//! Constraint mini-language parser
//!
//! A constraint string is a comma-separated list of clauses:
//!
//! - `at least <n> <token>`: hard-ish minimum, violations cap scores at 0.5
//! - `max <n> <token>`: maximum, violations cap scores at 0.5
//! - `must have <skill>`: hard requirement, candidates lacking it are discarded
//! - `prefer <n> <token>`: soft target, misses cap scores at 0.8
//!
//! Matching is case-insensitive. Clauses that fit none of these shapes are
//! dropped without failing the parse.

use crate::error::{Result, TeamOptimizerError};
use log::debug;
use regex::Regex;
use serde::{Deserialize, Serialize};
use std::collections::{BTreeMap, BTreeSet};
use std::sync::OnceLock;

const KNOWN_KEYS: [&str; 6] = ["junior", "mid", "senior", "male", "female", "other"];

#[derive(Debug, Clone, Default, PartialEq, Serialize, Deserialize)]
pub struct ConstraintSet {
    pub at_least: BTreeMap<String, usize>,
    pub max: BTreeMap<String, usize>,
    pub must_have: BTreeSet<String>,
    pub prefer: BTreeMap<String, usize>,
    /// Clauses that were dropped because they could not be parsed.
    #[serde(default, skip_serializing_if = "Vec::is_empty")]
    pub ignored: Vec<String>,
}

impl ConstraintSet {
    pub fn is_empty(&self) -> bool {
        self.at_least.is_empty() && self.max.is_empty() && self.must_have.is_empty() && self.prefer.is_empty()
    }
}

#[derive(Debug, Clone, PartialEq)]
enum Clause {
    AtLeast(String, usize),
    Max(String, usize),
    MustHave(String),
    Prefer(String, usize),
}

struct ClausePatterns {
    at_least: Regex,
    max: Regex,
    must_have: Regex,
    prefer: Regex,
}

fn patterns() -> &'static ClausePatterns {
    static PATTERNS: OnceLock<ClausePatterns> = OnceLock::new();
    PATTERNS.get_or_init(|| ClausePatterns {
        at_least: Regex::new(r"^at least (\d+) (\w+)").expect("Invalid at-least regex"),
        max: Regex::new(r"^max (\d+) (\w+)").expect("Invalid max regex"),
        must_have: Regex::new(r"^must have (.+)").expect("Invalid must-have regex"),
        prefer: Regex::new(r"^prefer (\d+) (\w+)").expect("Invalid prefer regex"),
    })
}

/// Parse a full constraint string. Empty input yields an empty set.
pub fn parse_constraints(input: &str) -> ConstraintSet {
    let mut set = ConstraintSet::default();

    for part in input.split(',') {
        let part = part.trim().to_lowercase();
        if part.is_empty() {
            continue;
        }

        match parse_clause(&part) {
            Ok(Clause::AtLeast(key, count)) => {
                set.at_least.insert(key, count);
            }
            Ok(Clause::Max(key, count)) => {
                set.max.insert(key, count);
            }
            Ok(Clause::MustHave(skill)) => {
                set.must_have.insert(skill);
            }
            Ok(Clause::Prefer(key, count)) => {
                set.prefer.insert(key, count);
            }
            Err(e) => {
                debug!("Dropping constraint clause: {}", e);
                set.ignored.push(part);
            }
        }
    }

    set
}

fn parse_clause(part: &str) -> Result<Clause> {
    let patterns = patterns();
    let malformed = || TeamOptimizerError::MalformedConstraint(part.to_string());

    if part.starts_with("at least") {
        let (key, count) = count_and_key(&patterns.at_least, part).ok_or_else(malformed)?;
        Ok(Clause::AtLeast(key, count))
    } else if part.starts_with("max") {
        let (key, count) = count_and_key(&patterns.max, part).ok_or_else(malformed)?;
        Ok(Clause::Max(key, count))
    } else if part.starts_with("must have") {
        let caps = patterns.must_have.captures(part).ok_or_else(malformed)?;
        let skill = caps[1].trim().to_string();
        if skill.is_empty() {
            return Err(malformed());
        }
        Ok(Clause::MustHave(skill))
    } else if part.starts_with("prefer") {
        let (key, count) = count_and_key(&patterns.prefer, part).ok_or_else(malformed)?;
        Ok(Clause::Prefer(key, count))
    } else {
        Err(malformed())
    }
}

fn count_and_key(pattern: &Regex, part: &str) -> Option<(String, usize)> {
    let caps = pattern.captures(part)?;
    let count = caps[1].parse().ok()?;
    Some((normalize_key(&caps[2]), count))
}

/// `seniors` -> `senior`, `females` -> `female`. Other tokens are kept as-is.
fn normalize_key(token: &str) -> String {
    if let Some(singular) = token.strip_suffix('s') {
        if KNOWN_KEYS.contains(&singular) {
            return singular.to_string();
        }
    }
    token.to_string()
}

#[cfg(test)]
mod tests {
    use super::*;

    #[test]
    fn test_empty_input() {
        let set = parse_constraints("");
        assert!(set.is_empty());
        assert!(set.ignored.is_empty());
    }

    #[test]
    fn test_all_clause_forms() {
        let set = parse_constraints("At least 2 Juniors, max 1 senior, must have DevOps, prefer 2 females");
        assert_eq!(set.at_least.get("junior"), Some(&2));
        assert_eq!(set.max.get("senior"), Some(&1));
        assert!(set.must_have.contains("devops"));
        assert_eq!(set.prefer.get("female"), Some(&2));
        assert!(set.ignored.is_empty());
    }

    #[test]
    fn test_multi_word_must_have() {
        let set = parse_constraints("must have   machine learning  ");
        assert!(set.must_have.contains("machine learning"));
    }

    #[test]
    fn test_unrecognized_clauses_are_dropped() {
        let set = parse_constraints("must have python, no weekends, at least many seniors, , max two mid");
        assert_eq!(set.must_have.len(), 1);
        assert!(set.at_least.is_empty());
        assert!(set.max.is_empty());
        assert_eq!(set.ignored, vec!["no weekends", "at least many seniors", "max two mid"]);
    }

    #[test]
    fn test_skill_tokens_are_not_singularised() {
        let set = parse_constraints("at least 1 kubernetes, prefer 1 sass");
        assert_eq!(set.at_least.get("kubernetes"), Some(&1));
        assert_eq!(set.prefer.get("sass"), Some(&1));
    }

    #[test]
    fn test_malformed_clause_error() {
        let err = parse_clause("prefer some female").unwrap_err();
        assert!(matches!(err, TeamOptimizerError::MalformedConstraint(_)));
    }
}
:::
◆ **PROBLEM DETAILS**
Every entry above should be written out again, precisely.

◆ **ANSWER TO THIS PROBLEM**
//! Constraint mini-language parser
//!
//! A constraint string is a comma-separated list of clauses:
//!
//! - `at least <n> <token>`: hard-ish minimum, violations cap scores at 0.5
//! - `max <n> <token>`: maximum, violations cap scores at 0.5
//! - `must have <skill>`: hard requirement, candidates lacking it are discarded
//! - `prefer <n> <token>`: soft target, misses cap scores at 0.8
//!
//! Matching is case-insensitive. Clauses that fit none of these shapes are
//! dropped without failing the parse.

use crate::error::{Result, TeamOptimizerError};
use log::debug;
use regex::Regex;
use serde::{Deserialize, Serialize};
use std::collections::{BTreeMap, BTreeSet};
use std::sync::OnceLock;

const KNOWN_KEYS: [&str; 6] = ["junior", "mid", "senior", "male", "female", "other"];

#[derive(Debug, Clone, Default, PartialEq, Serialize, Deserialize)]
pub struct ConstraintSet {
    pub at_least: BTreeMap<String, usize>,
    pub max: BTreeMap<String, usize>,
    pub must_have: BTreeSet<String>,
    pub prefer: BTreeMap<String, usize>,
    /// Clauses that were dropped because they could not be parsed.
    #[serde(default, skip_serializing_if = "Vec::is_empty")]
    pub ignored: Vec<String>,
}

impl ConstraintSet {
    pub fn is_empty(&self) -> bool {
        self.at_least.is_empty() && self.max.is_empty() && self.must_have.is_empty() && self.prefer.is_empty()
    }
}

#[derive(Debug, Clone, PartialEq)]
enum Clause {
    AtLeast(String, usize),
    Max(String, usize),
    MustHave(String),
    Prefer(String, usize),
}

struct ClausePatterns {
    at_least: Regex,
    max: Regex,
    must_have: Regex,
    prefer: Regex,
}

fn patterns() -> &'static ClausePatterns {
    static PATTERNS: OnceLock<ClausePatterns> = OnceLock::new();
    PATTERNS.get_or_init(|| ClausePatterns {
        at_least: Regex::new(r"^at least (\d+) (\w+)").expect("Invalid at-least regex"),
        max: Regex::new(r"^max (\d+) (\w+)").expect("Invalid max regex"),
        must_have: Regex::new(r"^must have (.+)").expect("Invalid must-have regex"),
        prefer: Regex::new(r"^prefer (\d+) (\w+)").expect("Invalid prefer regex"),
    })
}

/// Parse a full constraint string. Empty input yields an empty set.
pub fn parse_constraints(input: &str) -> ConstraintSet {
    let mut set = ConstraintSet::default();

    for part in input.split(',') {
        let part = part.trim().to_lowercase();
        if part.is_empty() {
            continue;
        }

        match parse_clause(&part) {
            Ok(Clause::AtLeast(key, count)) => {
                set.at_least.insert(key, count);
            }
            Ok(Clause::Max(key, count)) => {
                set.max.insert(key, count);
            }
            Ok(Clause::MustHave(skill)) => {
                set.must_have.insert(skill);
            }
            Ok(Clause::Prefer(key, count)) => {
                set.prefer.insert(key, count);
            }
            Err(e) => {
                debug!("Dropping constraint clause: {}", e);
                set.ignored.push(part);
            }
        }
    }

    set
}

fn parse_clause(part: &str) -> Result<Clause> {
    let patterns = patterns();
    let malformed = || TeamOptimizerError::MalformedConstraint(part.to_string());

    if part.starts_with("at least") {
        let (key, count) = count_and_key(&patterns.at_least, part).ok_or_else(malformed)?;
        Ok(Clause::AtLeast(key, count))
    } else if part.starts_with("max") {
        let (key, count) = count_and_key(&patterns.max, part).ok_or_else(malformed)?;
        Ok(Clause::Max(key, count))
    } else if part.starts_with("must have") {
        let caps = patterns.must_have.captures(part).ok_or_else(malformed)?;
        let skill = caps[1].trim().to_string();
        if skill.is_empty() {
            return Err(malformed());
        }
        Ok(Clause::MustHave(skill))
    } else if part.starts_with("prefer") {
        let (key, count) = count_and_key(&patterns.prefer, part).ok_or_else(malformed)?;
        Ok(Clause::Prefer(key, count))
    } else {
        Err(malformed())
    }
}

fn count_and_key(pattern: &Regex, part: &str) -> Option<(String, usize)> {
    let caps = pattern.captures(part)?;
    let count = caps[1].parse().ok()?;
    Some((normalize_key(&caps[2]), count))
}

/// `seniors` -> `senior`, `females` -> `female`. Other tokens are kept as-is.
fn normalize_key(token: &str) -> String {
    if let Some(singular) = token.strip_suffix('s') {
        if KNOWN_KEYS.contains(&singular) {
            return singular.to_string();
        }
    }
    token.to_string()
}

#[cfg(test)]
mod tests {
    use super::*;

    #[test]
    fn test_empty_input() {
        let set = parse_constraints("");
        assert!(set.is_empty());
        assert!(set.ignored.is_empty());
    }

    #[test]
    fn test_all_clause_forms() {
        let set = parse_constraints("At least 2 Juniors, max 1 senior, must have DevOps, prefer 2 females");
        assert_eq!(set.at_least.get("junior"), Some(&2));
        assert_eq!(set.max.get("senior"), Some(&1));
        assert!(set.must_have.contains("devops"));
        assert_eq!(set.prefer.get("female"), Some(&2));
        assert!(set.ignored.is_empty());
    }

    #[test]
    fn test_multi_word_must_have() {
        let set = parse_constraints("must have   machine learning  ");
        assert!(set.must_have.contains("machine learning"));
    }

    #[test]
    fn test_unrecognized_clauses_are_dropped() {
        let set = parse_constraints("must have python, no weekends, at least many seniors, , max two mid");
        assert_eq!(set.must_have.len(), 1);
        assert!(set.at_least.is_empty());
        assert!(set.max.is_empty());
        assert_eq!(set.ignored, vec!["no weekends", "at least many seniors", "max two mid"]);
    }

    #[test]
    fn test_skill_tokens_are_not_singularised() {
        let set = parse_constraints("at least 1 kubernetes, prefer 1 sass");
        assert_eq!(set.at_least.get("kubernetes"), Some(&1));
        assert_eq!(set.prefer.get("sass"), Some(&1));
    }

    #[test]
    fn test_malformed_clause_error() {
        let err = parse_clause("prefer some female").unwrap_err();
        assert!(matches!(err, TeamOptimizerError::MalformedConstraint(_)));
    }
}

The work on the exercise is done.